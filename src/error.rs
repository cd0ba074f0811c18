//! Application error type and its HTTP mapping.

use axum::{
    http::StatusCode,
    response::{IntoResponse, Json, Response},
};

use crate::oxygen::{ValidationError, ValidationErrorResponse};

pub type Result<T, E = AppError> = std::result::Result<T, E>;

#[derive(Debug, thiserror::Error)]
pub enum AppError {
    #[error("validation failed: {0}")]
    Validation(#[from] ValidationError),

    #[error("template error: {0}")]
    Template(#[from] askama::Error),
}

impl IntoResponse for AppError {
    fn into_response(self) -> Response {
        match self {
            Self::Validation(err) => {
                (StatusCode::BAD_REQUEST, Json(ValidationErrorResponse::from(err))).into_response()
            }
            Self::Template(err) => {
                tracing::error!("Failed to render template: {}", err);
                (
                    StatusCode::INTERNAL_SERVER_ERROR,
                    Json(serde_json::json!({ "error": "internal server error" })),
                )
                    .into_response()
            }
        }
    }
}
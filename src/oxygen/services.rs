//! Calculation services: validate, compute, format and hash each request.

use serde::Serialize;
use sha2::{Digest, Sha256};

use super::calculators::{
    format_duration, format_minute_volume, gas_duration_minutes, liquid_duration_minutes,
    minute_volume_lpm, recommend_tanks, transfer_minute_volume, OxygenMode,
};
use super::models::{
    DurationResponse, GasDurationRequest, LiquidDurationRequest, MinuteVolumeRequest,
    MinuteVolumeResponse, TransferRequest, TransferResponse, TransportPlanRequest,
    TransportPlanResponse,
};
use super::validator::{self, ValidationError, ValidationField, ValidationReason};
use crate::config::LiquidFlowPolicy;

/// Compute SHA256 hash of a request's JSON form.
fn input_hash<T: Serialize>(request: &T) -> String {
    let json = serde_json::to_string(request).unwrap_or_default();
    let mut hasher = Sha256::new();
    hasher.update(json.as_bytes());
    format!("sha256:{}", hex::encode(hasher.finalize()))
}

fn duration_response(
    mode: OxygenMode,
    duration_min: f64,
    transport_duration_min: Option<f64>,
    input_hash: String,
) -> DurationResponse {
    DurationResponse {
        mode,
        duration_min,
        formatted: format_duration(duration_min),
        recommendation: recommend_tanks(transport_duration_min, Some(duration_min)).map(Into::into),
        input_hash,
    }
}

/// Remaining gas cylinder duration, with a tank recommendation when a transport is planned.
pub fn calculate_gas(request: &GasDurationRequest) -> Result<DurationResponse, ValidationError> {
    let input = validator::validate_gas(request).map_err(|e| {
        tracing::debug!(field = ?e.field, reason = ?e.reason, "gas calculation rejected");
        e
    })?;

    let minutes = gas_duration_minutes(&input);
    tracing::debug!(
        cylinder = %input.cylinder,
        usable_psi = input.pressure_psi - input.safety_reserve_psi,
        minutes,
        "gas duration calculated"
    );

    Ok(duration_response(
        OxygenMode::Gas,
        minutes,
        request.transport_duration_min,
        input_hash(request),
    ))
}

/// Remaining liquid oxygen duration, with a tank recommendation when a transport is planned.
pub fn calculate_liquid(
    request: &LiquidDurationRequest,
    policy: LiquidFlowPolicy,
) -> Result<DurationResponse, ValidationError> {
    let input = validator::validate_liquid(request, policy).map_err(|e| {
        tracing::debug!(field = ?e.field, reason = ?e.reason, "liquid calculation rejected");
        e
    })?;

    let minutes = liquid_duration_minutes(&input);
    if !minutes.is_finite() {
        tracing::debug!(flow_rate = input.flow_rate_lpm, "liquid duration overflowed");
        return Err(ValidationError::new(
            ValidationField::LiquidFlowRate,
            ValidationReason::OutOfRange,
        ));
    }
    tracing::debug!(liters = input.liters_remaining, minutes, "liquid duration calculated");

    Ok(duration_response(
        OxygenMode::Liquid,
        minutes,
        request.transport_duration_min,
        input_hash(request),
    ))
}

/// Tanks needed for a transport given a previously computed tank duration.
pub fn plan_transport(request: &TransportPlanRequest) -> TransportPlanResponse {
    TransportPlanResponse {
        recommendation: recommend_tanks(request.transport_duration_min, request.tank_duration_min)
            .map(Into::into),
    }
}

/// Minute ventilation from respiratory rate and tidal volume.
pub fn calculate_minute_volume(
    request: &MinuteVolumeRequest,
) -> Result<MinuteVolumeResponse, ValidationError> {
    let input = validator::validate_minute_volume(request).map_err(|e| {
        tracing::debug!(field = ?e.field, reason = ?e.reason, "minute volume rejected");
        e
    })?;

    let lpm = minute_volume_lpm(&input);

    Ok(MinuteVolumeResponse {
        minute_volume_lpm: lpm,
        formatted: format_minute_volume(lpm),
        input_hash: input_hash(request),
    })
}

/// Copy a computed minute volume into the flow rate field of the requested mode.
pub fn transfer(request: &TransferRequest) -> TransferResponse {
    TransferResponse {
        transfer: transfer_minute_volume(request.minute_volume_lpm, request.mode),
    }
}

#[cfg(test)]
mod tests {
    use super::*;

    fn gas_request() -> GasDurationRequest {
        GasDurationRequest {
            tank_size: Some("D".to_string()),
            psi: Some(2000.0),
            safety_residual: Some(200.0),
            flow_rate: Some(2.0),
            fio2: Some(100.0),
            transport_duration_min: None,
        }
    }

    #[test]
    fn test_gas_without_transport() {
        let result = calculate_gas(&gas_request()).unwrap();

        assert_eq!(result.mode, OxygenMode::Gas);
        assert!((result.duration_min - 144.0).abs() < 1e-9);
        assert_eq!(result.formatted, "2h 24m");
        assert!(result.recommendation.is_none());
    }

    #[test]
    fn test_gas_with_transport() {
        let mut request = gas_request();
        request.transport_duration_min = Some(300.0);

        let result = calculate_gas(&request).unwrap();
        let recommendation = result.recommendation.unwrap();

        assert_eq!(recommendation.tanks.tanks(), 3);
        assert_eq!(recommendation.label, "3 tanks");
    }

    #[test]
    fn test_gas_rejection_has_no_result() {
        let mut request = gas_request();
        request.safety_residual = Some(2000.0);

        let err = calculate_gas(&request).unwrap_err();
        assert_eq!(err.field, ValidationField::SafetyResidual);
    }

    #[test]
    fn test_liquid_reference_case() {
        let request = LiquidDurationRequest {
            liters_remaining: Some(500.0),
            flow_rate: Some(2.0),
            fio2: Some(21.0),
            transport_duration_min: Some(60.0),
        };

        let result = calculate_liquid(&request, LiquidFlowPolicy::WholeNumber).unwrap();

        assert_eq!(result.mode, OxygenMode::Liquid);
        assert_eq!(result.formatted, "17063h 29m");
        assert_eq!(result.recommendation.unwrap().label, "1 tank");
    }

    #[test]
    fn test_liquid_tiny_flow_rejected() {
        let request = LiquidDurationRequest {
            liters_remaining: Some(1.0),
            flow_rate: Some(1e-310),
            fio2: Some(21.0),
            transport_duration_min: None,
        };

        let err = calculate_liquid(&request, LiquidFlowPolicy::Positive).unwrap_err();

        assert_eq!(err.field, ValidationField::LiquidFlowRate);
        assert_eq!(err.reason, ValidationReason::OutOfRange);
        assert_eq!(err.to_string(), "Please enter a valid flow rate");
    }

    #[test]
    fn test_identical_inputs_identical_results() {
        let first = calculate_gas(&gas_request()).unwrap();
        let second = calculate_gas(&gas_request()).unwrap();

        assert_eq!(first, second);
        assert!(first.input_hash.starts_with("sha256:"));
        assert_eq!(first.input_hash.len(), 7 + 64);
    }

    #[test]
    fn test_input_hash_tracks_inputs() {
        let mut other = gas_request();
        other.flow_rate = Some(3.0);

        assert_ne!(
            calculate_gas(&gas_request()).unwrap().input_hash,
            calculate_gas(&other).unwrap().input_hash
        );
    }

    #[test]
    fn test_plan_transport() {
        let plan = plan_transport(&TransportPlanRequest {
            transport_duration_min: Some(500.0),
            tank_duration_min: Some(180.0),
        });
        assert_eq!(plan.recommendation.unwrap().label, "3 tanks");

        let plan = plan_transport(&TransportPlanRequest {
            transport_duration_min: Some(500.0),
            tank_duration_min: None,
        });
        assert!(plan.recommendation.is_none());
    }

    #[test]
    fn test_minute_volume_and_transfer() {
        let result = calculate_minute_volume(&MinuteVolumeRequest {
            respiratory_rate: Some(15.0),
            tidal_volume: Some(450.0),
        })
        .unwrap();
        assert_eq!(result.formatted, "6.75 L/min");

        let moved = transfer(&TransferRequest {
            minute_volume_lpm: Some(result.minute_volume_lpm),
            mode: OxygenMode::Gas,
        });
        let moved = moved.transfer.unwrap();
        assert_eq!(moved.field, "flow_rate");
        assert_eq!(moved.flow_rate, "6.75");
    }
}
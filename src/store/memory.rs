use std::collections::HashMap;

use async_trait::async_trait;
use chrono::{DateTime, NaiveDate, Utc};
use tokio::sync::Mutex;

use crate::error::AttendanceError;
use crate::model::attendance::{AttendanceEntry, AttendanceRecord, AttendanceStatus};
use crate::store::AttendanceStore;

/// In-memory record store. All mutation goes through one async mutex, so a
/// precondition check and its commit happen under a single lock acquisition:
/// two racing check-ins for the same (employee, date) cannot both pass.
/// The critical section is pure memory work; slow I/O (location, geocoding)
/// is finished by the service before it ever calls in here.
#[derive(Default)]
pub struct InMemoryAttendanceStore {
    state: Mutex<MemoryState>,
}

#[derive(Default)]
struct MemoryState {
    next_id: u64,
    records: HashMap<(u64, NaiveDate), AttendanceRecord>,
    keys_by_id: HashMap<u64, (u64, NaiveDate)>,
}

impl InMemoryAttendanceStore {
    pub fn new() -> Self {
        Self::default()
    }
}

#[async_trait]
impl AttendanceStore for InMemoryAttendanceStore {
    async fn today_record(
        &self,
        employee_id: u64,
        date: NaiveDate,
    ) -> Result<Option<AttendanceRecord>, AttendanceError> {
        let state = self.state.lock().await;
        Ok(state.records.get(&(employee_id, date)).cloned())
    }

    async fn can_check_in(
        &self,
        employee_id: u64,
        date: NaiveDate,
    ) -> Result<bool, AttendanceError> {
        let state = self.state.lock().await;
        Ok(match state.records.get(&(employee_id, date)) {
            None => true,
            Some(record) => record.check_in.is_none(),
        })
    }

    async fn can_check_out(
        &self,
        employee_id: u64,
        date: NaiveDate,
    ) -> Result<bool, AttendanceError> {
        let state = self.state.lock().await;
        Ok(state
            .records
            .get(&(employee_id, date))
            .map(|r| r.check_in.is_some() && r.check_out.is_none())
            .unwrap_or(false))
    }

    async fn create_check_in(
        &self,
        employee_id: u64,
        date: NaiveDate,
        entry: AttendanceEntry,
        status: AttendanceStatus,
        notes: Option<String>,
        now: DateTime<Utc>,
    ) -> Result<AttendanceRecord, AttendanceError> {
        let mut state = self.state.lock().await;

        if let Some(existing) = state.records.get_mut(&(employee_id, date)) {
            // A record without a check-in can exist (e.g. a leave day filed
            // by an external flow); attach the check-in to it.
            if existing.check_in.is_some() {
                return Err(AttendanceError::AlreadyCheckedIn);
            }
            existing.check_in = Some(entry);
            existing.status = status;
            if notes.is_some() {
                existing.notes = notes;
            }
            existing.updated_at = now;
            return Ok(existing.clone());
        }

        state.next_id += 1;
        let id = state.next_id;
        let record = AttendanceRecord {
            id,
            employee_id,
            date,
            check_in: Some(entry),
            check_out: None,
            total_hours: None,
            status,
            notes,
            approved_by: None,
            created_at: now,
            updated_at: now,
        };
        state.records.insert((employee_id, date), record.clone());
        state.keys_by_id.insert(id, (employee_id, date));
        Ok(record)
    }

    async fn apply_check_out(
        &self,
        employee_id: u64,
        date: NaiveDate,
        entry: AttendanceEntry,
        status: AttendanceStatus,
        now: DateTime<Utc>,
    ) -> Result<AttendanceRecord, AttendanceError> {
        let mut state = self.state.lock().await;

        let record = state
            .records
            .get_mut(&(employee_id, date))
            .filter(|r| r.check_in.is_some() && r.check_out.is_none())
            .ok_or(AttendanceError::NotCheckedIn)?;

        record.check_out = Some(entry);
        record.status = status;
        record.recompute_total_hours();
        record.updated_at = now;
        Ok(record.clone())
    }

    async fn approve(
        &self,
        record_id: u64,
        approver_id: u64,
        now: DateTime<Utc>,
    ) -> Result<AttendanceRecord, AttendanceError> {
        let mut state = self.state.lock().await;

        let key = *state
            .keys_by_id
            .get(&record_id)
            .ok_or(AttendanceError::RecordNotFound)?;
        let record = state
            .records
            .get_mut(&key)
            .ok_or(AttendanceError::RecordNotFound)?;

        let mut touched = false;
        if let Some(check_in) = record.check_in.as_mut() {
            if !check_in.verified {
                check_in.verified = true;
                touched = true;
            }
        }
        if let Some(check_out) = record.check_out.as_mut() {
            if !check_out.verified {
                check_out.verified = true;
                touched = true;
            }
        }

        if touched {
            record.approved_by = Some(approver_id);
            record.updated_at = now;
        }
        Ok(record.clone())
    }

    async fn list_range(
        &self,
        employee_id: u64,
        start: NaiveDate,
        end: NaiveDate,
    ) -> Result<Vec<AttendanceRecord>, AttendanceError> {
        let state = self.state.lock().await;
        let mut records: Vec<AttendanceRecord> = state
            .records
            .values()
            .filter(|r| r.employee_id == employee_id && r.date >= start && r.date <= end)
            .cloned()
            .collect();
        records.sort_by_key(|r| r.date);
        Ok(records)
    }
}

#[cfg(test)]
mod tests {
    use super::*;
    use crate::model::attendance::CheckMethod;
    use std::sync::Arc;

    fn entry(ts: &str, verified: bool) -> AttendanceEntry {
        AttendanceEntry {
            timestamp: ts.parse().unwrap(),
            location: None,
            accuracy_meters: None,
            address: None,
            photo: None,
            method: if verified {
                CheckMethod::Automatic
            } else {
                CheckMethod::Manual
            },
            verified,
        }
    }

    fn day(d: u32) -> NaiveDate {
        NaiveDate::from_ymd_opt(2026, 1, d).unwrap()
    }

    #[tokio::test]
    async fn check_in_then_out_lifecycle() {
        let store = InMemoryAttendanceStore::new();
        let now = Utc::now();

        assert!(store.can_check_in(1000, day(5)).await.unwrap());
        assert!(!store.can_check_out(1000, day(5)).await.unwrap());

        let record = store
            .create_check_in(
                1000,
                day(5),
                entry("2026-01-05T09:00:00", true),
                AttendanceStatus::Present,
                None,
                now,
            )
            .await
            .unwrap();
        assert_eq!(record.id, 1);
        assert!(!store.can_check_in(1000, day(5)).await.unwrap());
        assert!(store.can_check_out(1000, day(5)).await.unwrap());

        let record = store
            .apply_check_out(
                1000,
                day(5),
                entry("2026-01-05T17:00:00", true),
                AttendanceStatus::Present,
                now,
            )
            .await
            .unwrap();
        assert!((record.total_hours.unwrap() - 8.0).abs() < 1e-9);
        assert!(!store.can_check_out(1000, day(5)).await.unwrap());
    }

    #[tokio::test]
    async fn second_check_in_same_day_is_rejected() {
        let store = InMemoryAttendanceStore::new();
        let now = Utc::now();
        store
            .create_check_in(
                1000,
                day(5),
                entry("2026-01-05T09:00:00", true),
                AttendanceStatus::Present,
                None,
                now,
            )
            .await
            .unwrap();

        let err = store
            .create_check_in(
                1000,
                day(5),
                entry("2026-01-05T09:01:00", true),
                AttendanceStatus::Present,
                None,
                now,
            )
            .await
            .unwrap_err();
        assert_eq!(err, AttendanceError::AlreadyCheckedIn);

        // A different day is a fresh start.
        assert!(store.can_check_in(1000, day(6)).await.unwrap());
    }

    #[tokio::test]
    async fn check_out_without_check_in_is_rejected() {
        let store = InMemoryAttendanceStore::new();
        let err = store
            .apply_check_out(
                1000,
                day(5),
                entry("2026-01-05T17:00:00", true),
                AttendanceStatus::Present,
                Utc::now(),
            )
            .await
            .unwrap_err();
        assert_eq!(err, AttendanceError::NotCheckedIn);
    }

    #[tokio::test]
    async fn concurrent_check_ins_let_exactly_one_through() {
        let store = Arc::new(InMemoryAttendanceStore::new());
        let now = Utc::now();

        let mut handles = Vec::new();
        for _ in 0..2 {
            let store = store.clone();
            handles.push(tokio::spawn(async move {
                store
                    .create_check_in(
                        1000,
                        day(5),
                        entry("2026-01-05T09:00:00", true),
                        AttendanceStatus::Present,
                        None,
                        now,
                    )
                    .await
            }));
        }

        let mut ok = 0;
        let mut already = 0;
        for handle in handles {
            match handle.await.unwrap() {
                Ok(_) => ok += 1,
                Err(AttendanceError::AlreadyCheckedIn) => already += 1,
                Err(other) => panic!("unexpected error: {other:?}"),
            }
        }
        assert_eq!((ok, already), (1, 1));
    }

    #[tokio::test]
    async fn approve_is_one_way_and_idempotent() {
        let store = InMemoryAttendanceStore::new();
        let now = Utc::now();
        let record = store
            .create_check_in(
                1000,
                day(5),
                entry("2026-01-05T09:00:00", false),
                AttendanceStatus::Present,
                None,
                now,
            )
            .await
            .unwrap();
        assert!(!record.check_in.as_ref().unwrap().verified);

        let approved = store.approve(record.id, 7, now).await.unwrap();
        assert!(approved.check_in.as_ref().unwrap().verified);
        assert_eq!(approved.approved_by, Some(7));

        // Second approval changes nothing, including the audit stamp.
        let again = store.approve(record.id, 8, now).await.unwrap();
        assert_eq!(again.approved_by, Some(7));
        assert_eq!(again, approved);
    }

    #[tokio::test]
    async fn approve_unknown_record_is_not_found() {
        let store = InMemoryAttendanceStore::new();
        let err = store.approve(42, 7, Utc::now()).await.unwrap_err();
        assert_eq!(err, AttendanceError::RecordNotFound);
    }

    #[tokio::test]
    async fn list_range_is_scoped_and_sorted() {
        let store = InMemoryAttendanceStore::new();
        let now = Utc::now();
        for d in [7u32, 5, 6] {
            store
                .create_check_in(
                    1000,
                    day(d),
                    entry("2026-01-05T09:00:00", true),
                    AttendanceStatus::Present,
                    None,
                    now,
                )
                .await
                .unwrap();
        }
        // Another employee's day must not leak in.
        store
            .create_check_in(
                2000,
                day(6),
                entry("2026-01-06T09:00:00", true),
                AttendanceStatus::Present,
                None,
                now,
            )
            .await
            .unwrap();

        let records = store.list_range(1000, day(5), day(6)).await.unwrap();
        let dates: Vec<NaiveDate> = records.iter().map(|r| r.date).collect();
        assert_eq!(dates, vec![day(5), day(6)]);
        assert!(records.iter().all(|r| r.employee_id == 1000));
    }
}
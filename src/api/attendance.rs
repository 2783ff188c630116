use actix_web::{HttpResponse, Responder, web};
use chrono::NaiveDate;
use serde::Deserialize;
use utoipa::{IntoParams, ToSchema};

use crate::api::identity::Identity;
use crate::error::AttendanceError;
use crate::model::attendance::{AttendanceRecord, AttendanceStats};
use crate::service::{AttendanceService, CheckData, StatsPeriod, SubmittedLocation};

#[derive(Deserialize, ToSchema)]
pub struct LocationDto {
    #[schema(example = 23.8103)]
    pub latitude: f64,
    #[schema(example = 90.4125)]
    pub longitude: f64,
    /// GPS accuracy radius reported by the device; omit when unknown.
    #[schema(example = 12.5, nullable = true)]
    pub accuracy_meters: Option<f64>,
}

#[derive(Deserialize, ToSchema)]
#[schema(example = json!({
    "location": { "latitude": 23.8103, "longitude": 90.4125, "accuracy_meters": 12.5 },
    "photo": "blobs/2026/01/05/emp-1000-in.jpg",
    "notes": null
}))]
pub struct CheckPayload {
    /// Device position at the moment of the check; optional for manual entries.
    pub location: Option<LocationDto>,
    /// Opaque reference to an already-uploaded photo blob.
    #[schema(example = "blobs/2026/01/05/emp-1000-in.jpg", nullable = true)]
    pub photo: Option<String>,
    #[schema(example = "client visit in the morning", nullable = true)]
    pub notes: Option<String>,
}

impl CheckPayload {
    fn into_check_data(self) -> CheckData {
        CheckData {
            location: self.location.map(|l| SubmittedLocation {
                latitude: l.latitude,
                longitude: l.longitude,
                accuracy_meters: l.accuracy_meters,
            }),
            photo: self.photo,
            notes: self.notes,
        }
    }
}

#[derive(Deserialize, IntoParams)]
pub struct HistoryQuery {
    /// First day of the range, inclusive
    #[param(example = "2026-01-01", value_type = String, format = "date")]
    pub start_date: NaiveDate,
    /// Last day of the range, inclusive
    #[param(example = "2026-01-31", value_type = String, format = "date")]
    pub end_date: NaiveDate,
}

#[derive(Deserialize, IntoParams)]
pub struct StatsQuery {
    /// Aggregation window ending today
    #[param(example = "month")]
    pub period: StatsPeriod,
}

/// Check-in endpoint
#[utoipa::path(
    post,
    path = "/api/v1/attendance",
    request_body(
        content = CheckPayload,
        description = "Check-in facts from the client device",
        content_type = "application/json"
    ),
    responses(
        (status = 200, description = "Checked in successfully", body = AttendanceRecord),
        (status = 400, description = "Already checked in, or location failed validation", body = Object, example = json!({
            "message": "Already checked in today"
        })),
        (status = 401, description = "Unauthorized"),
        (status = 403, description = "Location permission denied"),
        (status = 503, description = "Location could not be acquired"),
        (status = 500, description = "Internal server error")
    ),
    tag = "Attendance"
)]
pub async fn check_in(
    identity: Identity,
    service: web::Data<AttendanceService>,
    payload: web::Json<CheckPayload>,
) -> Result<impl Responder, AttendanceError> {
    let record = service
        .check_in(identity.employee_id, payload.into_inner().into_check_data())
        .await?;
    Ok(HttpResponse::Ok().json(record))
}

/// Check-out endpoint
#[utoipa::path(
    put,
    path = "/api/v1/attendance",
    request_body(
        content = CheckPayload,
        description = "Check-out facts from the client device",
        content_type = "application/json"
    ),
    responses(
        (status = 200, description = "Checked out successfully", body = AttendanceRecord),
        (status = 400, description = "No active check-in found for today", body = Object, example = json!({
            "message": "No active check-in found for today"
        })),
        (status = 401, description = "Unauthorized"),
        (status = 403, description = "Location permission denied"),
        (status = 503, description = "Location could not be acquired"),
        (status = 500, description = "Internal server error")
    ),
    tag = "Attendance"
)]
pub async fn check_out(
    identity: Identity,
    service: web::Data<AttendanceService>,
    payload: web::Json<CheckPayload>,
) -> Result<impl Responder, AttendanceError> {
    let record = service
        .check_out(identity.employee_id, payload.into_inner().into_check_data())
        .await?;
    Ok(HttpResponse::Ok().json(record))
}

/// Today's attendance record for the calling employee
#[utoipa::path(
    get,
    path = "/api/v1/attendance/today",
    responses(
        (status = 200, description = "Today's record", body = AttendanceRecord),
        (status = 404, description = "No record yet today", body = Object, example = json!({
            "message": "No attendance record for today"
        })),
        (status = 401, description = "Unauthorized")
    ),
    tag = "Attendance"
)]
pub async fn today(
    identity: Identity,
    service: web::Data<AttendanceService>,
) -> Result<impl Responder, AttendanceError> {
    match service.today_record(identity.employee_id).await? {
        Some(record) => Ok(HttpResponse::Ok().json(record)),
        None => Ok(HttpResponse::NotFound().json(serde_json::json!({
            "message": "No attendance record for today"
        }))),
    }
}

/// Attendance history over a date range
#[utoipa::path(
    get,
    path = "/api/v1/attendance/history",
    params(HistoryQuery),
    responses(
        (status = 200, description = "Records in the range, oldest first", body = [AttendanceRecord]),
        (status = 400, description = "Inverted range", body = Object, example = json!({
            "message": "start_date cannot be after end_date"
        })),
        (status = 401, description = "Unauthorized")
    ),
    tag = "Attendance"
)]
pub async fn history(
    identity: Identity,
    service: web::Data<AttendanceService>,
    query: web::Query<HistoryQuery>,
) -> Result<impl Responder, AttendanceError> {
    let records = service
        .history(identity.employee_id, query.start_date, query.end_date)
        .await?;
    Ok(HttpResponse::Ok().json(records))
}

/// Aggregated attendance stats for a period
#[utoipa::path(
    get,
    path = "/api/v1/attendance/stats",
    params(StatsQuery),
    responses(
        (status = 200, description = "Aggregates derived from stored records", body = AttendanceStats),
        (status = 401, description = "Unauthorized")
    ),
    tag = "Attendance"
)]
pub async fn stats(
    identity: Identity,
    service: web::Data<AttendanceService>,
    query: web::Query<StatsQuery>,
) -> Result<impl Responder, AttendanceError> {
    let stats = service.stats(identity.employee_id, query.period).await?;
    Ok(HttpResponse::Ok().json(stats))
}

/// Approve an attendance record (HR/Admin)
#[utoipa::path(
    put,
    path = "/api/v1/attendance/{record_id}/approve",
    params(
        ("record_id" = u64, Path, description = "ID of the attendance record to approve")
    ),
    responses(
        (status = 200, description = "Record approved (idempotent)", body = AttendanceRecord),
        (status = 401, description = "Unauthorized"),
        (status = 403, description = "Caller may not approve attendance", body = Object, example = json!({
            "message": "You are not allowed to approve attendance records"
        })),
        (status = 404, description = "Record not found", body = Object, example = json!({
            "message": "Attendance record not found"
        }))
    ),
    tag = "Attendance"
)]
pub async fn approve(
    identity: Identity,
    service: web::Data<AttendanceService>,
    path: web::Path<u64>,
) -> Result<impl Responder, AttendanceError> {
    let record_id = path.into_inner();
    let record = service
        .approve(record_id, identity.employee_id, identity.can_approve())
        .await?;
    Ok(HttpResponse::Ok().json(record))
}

WHAT IS EXPECTED
The exercise is to copy out every line above that has the word "StatusCode" in it.

SOLUTION TO THE EXERCISE
    http::StatusCode,
                (StatusCode::BAD_REQUEST, Json(ValidationErrorResponse::from(err))).into_response()
                    StatusCode::INTERNAL_SERVER_ERROR,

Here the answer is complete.